10:16 AM// Morning Thoughts


Song: Lie by Madclown ft. Lee Hae Ri   & What2Do by Dean ft. Crush x Jeff Bernat

2016 is coming to an end... Although signs were given of the ending of a year that was full of ups and downs, for some strange reason it feels like it just crept on me. Time is something that I had always dislike because you don't notice it until you look back and realize that the memories, friends, moments have become fuzzier and hard to remember. Places, people, moments that you once cherished with all your soul are far away or gone and there is nothing to do, there is only the famous phrase of "move on" but move on from what? from what makes who you are? what has shaped you one way or another, how can you move on from that? when it will always be there. 

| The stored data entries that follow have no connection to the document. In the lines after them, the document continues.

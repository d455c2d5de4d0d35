//! Surface staging
//!
//! Final level bytes are copied into a scoped unmanaged allocation before the
//! backend sees them. The allocation owns its memory and releases it on
//! `Drop`, so every exit from [`stage_texture`], early error returns included,
//! frees it exactly once.

use super::backend::GraphicsBackend;
use super::types::{SurfaceDescriptor, Texture2D, TextureRecord};
use crate::error::{Result, TextureError};
use content_texture_core::FilterMode;
use core::alloc::Layout;
use safe_allocator_api::RawAlloc;
use tracing::{debug, trace};

/// Alignment of heap staging buffers
pub const STAGING_ALIGNMENT: usize = 16;

/// Source of scoped staging buffers
pub trait StagingAllocator {
    /// Owned buffer; dropping it releases the memory
    type Allocation: AsRef<[u8]> + AsMut<[u8]>;

    /// Allocate a buffer of exactly `size` bytes
    fn allocate(&self, size: usize) -> Result<Self::Allocation>;
}

/// Staging buffer backed by an aligned raw heap allocation
pub struct HeapAllocation {
    raw: RawAlloc,
    len: usize,
}

impl HeapAllocation {
    pub fn len(&self) -> usize {
        self.len
    }

    pub fn is_empty(&self) -> bool {
        self.len == 0
    }
}

impl AsRef<[u8]> for HeapAllocation {
    fn as_ref(&self) -> &[u8] {
        &self.raw.as_slice()[..self.len]
    }
}

impl AsMut<[u8]> for HeapAllocation {
    fn as_mut(&mut self) -> &mut [u8] {
        &mut self.raw.as_mut_slice()[..self.len]
    }
}

/// Allocator handing out [`HeapAllocation`]s
#[derive(Debug, Clone, Copy, Default)]
pub struct HeapStagingAllocator;

impl StagingAllocator for HeapStagingAllocator {
    type Allocation = HeapAllocation;

    fn allocate(&self, size: usize) -> Result<Self::Allocation> {
        // Zero-sized layouts cannot be allocated
        let layout = Layout::from_size_align(size.max(1), STAGING_ALIGNMENT)
            .map_err(|e| TextureError::allocation_failure(size, e.to_string()))?;
        let raw = RawAlloc::new(layout)
            .map_err(|e| TextureError::allocation_failure(size, e.to_string()))?;
        Ok(HeapAllocation { raw, len: size })
    }
}

/// Copy `pixels` into a fresh staging buffer
pub fn stage_bytes<A: StagingAllocator>(allocator: &A, pixels: &[u8]) -> Result<A::Allocation> {
    let mut allocation = allocator.allocate(pixels.len())?;
    let buffer = allocation.as_mut();
    if buffer.len() != pixels.len() {
        return Err(TextureError::allocation_failure(
            pixels.len(),
            format!("allocator returned {} bytes", buffer.len()),
        ));
    }
    buffer.copy_from_slice(pixels);
    Ok(allocation)
}

/// Hand every level of `record` to `backend` and wrap the resulting surface
///
/// Level 0 creates the surface; later levels are written with
/// [`GraphicsBackend::write_level`]. Each level gets its own staging buffer,
/// released before the next one is acquired. No handle is returned if any
/// step fails.
pub fn stage_texture<B, A>(
    backend: &B,
    allocator: &A,
    record: &TextureRecord,
    filter: FilterMode,
) -> Result<Texture2D<B::Surface>>
where
    B: GraphicsBackend,
    A: StagingAllocator,
{
    let (base, rest) = record
        .levels
        .split_first()
        .ok_or_else(|| TextureError::invalid_dimensions(record.width, record.height))?;
    let level_count = u32::try_from(record.levels.len())
        .map_err(|_| TextureError::invalid_dimensions(record.width, record.height))?;

    let descriptor = SurfaceDescriptor {
        format: record.surface_format,
        width: record.width,
        height: record.height,
        level_count,
        filter,
    };
    debug!(
        format = %descriptor.format,
        width = descriptor.width,
        height = descriptor.height,
        levels = level_count,
        bytes = base.data.len(),
        "staging surface"
    );

    let mut surface = {
        let staging = stage_bytes(allocator, &base.data)?;
        backend.create_surface(&descriptor, staging.as_ref())?
    };

    for (index, level) in rest.iter().enumerate() {
        let level_index = index as u32 + 1;
        trace!(
            level = level_index,
            width = level.width,
            height = level.height,
            "staging mip level"
        );
        let staging = stage_bytes(allocator, &level.data)?;
        backend.write_level(
            &mut surface,
            level_index,
            level.width,
            level.height,
            staging.as_ref(),
        )?;
    }

    Ok(Texture2D::new(descriptor, surface))
}
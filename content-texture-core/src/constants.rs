//! Constants shared across the content texture crates
//!
//! Format-version boundaries, block geometry and the limits the decoder
//! enforces on untrusted records.

/// First stream format version whose surface tags use the canonical numbering.
///
/// Records written with an older version carry a legacy tag that has to be
/// translated (see [`crate::LegacySurfaceFormat`]).
pub const CANONICAL_FORMAT_VERSION: u8 = 5;

/// Edge length, in pixels, of a block-compressed block.
pub const BLOCK_DIMENSION: u32 = 4;

/// Pixels covered by one block-compressed block.
pub const PIXELS_PER_BLOCK: usize = (BLOCK_DIMENSION * BLOCK_DIMENSION) as usize;

/// Bytes per pixel of the canonical uncompressed color format.
pub const COLOR_BYTES_PER_PIXEL: usize = 4;

/// Default upper bound on either texture dimension.
pub const DEFAULT_MAX_DIMENSION: u32 = 16384;

/// Type-reader name a content container uses to route 2D textures to this decoder.
pub const TEXTURE2D_READER_NAME: &str = "Microsoft.Xna.Framework.Content.Texture2DReader";

/// Extensions tried, in order, when an asset name is given without one.
pub const ASSET_EXTENSIONS: &[&str] = &["xnb", "jpg", "bmp", "jpeg", "png", "gif", "pict", "tga"];

#[cfg(test)]
mod tests {
    use super::*;

    #[test]
    fn test_block_geometry() {
        assert_eq!(PIXELS_PER_BLOCK, 16);
        assert_eq!(COLOR_BYTES_PER_PIXEL * PIXELS_PER_BLOCK, 64);
    }

    #[test]
    fn test_extension_search_order() {
        assert_eq!(ASSET_EXTENSIONS.first(), Some(&"xnb"));
        assert_eq!(ASSET_EXTENSIONS.last(), Some(&"tga"));
    }
}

This year, I lost my great-grandmother and it changed everything for me. She was 95 years old and lived enough to see many changes in this world. She was an amazing storyteller and always full of life, an inspiration. As the days go by, those memories with her get fuzzier and interlock with others and at times it feels like I'm telling a story rather than recalling memories. That's what time does to you, everything becomes dreams from a far away life.

Thoughts that have come to me this morning that I thought I should post here. This year has been a learning experience, just like the others but this year I have come to realize the impact that our decisions, words, actions have on others. I wouldn't say that I am a selfish individual but some of my actions were selfish one way or another. Heck! the world has been so selfish this year and cruel at times. Our actions as minimal as we see them impact so much and the decisions we take for ourselves and others can either be great or damaging. I don't watch the news like I used to before because every time I put it on- pain, suffering, and death creeps out of it- not stopping ever, it's just one after the other and yes there has been great news, discovery, moments and I don't want to sound depressing or judgemental but it does get to you and the questioning begins- why is this happening? Why can't we see how greedy and unfair the system that we have created is, and how it has affected millions of life for years, decade, centuries! Can we really change things? Is it too late for us human beings to see the damage that we have caused for our brothers and sisters and the entire world- where do we go from here? And what can I do to make it better? That is all that I wish for 2017, for me and all of us to learn how to appreciate one another, our differences and similarities- to love and be loved and to give back to our communities and the world. 

I hope that all of you have an amazing day, wherever you are.